Problem details: Only lines below containing the string "backend" should be counted; please give that count by itself.

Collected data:
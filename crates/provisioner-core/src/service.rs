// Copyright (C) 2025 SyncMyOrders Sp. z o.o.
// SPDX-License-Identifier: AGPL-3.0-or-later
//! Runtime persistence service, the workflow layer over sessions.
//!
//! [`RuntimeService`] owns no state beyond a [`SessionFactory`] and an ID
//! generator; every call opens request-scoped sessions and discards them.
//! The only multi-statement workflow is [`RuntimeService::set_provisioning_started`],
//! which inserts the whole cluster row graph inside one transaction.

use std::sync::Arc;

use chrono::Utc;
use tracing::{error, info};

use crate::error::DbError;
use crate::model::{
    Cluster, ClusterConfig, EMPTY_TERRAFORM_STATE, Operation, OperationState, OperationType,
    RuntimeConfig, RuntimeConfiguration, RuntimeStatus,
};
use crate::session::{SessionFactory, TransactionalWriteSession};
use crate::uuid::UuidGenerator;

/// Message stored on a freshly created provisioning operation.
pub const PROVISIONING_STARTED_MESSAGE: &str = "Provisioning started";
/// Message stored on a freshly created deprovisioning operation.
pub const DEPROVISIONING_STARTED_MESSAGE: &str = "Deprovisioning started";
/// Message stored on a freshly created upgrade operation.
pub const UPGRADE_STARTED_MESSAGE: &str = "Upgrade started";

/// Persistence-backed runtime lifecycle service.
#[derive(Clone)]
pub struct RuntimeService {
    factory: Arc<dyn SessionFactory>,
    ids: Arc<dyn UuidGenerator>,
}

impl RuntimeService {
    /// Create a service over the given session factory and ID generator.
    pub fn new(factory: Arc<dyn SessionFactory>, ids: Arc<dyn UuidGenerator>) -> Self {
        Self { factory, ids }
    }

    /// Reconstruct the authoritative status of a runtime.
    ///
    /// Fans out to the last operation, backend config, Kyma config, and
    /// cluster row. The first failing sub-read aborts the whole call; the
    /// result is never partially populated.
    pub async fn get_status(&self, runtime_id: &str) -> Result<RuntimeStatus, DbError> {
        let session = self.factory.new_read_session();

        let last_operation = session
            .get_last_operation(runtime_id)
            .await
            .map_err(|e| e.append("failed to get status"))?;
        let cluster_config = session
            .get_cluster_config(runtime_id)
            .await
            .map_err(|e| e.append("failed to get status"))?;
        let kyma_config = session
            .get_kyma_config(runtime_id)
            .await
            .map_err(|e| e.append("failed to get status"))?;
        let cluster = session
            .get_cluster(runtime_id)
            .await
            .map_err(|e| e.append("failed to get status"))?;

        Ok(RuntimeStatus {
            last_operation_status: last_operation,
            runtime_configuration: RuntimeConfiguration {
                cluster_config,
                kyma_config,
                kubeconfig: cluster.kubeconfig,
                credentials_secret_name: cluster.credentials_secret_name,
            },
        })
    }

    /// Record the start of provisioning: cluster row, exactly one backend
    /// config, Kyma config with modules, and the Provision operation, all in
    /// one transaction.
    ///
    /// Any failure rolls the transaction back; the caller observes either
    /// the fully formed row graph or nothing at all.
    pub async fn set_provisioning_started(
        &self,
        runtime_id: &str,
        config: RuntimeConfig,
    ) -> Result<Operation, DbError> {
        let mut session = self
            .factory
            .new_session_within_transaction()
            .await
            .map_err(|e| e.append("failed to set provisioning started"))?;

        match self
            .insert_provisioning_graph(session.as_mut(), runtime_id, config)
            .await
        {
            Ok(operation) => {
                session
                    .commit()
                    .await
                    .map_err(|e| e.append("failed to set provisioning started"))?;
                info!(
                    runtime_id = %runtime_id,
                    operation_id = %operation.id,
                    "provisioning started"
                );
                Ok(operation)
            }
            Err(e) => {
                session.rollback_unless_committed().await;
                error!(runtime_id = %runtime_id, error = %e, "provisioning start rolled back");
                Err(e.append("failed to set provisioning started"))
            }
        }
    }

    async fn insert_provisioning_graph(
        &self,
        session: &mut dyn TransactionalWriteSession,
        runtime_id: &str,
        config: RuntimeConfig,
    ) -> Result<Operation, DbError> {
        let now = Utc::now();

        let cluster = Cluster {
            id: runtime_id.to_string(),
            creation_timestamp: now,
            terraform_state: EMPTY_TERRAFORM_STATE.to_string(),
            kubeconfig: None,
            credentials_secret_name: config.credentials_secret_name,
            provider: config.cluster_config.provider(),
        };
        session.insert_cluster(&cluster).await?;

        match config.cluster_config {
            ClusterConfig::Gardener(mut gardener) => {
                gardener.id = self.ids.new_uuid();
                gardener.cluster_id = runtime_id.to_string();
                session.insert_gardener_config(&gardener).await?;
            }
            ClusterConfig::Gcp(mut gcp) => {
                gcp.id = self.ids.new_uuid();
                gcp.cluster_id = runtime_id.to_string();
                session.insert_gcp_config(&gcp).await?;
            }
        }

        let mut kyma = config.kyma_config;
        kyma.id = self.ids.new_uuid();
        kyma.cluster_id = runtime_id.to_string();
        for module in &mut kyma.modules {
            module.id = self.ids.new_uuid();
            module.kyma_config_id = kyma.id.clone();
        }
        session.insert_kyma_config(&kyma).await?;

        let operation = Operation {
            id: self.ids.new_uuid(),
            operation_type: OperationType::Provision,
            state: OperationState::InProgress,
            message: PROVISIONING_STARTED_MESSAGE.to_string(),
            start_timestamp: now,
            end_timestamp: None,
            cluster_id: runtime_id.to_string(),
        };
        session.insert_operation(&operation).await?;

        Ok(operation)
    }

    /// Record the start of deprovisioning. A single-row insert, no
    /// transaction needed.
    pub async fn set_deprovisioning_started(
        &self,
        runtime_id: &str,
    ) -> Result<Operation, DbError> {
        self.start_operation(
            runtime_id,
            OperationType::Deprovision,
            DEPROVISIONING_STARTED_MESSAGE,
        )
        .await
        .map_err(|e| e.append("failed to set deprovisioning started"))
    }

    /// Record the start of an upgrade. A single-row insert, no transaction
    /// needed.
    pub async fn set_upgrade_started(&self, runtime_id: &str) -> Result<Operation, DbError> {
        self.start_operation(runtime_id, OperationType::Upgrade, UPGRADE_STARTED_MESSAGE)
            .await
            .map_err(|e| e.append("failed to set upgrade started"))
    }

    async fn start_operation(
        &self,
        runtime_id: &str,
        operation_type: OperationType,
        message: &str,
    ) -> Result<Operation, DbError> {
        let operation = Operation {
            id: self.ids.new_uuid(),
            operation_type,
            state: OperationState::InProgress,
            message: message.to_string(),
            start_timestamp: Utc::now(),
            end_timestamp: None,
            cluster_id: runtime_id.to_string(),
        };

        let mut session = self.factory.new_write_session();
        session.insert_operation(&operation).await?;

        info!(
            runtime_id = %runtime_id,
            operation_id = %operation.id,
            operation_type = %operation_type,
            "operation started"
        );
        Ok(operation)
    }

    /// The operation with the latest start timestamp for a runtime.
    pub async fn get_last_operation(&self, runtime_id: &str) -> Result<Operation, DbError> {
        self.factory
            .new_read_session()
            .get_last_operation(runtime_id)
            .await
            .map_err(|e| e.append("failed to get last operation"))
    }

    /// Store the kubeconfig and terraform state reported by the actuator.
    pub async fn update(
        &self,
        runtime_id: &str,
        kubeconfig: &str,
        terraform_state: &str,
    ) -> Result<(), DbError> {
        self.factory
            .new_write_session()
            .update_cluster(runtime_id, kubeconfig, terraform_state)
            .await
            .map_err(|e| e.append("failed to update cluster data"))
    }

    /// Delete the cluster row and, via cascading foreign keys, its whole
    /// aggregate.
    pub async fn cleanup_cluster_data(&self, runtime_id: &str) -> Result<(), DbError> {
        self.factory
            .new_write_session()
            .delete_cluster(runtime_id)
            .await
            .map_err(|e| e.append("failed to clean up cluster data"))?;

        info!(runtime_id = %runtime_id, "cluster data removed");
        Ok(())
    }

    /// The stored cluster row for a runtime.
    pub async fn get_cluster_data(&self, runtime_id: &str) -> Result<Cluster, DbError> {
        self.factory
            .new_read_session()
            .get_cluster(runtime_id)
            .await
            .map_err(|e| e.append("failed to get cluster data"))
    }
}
...
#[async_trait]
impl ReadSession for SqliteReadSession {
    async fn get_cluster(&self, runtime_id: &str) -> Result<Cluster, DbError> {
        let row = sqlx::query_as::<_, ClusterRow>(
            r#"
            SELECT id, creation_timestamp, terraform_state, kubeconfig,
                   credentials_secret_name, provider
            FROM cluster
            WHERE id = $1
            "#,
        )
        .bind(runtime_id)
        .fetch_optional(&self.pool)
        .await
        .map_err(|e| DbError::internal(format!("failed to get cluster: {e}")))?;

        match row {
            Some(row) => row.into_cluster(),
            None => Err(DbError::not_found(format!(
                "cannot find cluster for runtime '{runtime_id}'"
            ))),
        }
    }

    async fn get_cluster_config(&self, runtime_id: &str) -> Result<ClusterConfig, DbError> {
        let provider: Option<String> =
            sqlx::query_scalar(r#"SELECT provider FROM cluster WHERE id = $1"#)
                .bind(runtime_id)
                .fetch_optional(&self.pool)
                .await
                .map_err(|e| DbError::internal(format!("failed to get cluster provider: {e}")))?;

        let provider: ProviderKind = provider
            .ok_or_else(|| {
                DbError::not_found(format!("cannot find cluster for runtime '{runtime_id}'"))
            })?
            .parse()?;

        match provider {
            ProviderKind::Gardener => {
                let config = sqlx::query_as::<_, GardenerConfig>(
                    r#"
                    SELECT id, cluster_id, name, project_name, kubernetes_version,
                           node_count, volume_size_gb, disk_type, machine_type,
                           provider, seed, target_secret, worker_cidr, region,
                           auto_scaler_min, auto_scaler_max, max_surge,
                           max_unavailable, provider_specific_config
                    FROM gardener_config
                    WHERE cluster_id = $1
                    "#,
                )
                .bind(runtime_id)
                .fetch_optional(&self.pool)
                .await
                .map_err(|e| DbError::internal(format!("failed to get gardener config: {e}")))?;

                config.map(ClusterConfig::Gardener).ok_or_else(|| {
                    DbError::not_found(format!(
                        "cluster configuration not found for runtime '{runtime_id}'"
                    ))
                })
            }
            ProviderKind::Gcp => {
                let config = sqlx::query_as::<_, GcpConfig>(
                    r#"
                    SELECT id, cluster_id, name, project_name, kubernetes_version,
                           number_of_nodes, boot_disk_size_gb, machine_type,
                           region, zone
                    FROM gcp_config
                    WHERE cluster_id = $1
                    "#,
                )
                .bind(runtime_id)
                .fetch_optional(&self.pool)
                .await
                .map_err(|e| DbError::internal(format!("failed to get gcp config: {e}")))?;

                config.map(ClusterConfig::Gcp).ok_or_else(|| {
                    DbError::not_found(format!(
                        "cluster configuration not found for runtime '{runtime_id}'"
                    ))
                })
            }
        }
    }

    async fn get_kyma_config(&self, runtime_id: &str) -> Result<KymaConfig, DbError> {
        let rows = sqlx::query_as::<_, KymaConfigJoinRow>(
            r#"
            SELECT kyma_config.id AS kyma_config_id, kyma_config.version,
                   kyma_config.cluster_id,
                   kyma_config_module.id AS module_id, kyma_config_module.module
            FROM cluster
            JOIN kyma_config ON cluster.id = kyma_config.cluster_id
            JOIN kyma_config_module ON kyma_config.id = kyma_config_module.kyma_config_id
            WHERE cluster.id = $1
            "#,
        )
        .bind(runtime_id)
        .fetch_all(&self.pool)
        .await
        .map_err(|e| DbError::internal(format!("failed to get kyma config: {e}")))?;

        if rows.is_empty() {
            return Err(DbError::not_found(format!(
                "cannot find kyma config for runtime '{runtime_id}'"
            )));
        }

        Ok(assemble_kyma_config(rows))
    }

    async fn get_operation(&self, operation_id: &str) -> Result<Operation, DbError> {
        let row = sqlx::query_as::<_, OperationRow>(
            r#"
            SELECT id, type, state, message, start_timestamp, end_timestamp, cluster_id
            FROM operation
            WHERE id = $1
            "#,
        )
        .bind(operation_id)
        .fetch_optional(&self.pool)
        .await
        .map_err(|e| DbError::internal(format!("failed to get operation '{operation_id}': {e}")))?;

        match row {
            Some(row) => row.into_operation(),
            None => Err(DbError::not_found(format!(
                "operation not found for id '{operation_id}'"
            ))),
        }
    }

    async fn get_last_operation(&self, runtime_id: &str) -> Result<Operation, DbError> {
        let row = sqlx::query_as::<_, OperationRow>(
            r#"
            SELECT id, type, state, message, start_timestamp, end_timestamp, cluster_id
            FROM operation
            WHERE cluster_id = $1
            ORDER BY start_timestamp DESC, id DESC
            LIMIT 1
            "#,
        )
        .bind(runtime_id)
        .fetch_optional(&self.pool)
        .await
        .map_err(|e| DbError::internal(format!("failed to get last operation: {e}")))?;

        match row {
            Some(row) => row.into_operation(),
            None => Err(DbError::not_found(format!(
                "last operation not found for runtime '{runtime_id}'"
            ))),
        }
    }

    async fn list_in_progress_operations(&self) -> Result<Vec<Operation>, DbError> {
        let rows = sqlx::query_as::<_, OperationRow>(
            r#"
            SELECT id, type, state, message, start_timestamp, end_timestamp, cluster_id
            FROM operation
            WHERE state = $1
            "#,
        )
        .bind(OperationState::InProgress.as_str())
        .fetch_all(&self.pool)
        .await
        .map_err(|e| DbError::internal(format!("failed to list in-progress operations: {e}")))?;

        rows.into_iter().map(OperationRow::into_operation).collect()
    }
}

Result below: 2